PROMPT |
State the number of lines in the following data that contain the string "expected", and nothing else.

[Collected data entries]
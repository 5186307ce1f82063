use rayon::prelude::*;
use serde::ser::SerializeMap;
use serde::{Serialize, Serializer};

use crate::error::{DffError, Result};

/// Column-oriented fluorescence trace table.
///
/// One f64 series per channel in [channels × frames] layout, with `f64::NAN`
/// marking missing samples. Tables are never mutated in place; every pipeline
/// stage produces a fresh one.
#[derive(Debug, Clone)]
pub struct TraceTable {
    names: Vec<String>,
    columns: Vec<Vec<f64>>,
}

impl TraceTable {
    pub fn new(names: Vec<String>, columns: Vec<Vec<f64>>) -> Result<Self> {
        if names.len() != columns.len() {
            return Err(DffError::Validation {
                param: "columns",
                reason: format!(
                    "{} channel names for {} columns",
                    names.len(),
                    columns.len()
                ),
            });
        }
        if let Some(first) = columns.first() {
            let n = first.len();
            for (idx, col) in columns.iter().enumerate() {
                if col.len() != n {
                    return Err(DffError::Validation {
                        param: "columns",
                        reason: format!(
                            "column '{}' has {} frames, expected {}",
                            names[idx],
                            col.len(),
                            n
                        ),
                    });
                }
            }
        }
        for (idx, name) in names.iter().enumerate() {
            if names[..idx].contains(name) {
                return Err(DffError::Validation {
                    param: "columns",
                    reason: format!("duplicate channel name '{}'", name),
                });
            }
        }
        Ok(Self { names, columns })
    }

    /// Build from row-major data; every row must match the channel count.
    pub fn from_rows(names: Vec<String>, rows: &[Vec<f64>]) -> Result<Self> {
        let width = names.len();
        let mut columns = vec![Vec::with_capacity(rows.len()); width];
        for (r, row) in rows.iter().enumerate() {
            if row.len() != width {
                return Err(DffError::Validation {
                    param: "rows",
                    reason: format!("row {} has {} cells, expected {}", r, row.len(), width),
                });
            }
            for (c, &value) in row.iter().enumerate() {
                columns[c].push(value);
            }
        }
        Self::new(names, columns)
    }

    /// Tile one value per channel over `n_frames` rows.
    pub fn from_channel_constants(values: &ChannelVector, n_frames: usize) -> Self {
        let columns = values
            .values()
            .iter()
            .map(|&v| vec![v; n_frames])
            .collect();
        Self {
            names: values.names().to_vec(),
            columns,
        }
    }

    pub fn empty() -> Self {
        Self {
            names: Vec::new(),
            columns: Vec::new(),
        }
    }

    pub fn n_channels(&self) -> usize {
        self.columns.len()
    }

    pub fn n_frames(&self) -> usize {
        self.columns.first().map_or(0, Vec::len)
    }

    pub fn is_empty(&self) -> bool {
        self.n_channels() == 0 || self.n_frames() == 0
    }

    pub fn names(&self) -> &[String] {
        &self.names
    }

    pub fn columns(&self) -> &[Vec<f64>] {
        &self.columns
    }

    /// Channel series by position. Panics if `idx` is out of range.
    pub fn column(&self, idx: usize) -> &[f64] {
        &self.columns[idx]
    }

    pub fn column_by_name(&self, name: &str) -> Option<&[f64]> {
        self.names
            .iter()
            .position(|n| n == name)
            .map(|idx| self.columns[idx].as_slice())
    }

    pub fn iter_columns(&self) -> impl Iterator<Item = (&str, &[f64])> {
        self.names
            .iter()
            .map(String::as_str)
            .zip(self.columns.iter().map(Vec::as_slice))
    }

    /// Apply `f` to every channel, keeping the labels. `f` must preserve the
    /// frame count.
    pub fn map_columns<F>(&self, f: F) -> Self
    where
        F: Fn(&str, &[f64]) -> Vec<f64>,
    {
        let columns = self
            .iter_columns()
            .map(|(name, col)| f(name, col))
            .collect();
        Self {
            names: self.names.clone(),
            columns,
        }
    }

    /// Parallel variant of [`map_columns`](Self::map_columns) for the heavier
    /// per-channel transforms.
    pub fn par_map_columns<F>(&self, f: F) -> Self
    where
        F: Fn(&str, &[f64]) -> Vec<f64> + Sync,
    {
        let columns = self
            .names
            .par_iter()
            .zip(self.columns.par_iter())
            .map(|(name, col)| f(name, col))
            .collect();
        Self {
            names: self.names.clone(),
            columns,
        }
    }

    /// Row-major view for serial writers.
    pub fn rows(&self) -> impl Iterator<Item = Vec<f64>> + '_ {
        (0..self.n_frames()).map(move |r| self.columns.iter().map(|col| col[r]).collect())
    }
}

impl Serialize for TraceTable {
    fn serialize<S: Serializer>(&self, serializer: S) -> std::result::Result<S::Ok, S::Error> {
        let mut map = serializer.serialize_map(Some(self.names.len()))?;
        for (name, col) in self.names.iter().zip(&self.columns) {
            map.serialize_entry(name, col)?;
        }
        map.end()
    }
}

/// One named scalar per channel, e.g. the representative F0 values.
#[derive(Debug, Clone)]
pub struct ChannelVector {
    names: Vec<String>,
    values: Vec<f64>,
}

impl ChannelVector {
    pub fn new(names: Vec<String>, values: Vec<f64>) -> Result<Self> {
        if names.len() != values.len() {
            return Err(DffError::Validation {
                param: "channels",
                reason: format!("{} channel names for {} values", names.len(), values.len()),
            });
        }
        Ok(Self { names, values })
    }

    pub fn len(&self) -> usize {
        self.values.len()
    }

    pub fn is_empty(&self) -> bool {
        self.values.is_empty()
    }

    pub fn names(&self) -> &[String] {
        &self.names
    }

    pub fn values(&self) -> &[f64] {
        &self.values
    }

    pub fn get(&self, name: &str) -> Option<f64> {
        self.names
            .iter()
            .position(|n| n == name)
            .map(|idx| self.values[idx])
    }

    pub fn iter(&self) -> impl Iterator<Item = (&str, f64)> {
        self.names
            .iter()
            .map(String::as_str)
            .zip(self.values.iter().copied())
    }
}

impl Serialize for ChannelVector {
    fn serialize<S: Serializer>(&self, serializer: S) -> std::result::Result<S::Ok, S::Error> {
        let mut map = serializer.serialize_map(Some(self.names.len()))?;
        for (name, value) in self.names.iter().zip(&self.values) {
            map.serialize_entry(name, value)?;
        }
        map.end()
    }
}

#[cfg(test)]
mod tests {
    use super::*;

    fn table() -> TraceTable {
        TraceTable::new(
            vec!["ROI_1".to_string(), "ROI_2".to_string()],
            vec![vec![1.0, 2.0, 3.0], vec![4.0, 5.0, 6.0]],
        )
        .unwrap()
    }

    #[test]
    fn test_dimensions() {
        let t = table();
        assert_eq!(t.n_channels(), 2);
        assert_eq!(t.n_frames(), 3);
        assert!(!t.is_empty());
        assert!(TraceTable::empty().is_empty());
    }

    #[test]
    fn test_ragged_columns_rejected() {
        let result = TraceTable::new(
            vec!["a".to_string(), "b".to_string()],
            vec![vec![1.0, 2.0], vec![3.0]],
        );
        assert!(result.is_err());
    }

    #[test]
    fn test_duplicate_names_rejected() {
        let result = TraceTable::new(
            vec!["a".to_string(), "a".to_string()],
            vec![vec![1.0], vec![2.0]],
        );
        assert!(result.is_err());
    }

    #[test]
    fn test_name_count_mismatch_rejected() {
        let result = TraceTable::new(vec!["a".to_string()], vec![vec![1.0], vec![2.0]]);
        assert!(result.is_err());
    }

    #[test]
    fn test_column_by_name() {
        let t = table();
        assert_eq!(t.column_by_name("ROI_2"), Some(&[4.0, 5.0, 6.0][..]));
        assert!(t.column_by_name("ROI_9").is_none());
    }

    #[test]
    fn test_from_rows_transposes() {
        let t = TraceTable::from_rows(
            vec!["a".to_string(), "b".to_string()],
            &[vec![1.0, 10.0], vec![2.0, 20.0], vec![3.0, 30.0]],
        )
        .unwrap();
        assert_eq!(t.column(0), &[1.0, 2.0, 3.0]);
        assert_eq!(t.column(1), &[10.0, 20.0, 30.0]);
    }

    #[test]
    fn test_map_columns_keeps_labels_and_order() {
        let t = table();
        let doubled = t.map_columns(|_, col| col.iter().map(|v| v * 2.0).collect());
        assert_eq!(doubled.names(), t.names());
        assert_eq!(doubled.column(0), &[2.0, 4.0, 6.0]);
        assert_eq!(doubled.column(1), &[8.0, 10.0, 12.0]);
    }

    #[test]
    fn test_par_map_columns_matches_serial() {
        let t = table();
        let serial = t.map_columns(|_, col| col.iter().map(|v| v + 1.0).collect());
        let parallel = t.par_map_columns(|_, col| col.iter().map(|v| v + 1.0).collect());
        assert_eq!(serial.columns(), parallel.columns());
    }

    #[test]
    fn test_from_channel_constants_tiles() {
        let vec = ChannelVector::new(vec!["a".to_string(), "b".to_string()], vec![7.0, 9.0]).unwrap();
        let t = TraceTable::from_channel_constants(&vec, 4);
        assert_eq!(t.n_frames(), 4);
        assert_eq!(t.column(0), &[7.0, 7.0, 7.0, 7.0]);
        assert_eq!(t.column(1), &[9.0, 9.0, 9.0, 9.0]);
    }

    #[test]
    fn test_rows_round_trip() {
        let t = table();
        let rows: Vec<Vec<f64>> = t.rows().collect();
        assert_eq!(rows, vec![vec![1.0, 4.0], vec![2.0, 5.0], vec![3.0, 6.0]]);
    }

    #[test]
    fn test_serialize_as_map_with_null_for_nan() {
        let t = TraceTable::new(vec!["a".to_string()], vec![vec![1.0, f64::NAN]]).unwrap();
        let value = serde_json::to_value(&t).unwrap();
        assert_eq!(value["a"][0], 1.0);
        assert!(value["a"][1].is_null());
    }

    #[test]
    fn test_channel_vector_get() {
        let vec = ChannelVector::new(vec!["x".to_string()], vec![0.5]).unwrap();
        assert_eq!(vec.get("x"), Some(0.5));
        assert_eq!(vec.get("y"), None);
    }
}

RESULT BELOW |
2